--- Information shown Enclosed Below ---
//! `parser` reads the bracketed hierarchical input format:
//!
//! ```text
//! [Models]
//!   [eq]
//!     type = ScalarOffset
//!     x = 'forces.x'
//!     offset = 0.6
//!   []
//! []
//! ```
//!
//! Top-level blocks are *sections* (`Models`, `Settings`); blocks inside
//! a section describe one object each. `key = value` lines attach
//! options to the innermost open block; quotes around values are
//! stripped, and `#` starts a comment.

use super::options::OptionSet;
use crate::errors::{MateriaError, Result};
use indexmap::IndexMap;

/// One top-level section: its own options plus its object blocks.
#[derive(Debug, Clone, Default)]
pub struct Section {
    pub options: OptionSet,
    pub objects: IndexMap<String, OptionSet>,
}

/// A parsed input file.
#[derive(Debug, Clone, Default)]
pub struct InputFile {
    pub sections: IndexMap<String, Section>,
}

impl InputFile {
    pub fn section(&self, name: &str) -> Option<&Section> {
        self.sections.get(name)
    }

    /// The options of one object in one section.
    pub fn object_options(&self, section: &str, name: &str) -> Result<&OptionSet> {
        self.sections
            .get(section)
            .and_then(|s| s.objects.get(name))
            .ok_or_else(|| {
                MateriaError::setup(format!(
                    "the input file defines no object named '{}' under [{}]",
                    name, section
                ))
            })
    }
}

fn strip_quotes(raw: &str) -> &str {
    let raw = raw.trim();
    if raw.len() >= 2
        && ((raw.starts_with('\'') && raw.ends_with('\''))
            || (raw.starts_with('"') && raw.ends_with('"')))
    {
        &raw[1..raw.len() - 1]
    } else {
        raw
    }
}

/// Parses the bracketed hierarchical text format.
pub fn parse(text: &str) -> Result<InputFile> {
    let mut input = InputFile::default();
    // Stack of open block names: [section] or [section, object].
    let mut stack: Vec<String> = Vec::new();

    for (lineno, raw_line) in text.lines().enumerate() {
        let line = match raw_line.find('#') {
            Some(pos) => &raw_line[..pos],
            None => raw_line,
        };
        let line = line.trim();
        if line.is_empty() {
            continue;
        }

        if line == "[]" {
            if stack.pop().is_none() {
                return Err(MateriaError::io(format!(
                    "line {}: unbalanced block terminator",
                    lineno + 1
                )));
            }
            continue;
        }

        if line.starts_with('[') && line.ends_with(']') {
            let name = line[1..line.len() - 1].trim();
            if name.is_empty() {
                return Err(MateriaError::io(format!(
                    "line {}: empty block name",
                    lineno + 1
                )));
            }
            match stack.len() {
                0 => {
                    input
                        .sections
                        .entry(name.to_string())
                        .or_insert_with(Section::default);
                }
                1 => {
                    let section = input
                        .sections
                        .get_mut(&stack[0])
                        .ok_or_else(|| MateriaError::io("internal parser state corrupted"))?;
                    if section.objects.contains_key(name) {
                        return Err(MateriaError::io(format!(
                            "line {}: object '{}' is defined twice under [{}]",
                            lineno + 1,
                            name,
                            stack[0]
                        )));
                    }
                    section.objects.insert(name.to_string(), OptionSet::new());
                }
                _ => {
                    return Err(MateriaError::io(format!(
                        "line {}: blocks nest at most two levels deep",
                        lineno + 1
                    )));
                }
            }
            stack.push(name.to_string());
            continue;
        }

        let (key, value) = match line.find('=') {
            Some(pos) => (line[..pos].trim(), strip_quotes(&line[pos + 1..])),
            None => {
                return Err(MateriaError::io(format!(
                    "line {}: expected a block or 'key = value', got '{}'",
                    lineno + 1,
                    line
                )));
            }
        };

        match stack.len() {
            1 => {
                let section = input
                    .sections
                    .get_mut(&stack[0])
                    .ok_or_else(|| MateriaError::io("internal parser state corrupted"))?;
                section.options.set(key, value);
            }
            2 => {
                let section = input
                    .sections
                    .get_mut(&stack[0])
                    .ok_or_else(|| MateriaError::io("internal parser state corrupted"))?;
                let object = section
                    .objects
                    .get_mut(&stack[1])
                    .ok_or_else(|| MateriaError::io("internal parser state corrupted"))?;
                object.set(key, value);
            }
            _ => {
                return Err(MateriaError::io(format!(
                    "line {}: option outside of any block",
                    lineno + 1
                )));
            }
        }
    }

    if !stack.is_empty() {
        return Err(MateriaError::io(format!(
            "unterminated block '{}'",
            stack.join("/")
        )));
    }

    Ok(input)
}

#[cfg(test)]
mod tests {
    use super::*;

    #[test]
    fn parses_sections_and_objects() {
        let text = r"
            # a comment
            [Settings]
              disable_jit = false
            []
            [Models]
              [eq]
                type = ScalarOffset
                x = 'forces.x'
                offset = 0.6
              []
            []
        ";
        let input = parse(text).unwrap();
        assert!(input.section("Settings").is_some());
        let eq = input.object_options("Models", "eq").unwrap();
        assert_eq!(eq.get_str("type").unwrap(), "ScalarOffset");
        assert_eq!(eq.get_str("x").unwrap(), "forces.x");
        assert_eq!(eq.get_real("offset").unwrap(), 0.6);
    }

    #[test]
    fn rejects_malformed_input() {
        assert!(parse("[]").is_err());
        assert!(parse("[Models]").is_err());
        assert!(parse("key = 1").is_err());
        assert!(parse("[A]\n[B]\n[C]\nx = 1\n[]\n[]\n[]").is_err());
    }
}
--- End of Enclosed Information shown ---
▶ _Work request_:
Each line in the listing above that contains "hierarchical" should be copied.

▶ _Written response_:
//! `parser` reads the bracketed hierarchical input format:
/// Parses the bracketed hierarchical text format.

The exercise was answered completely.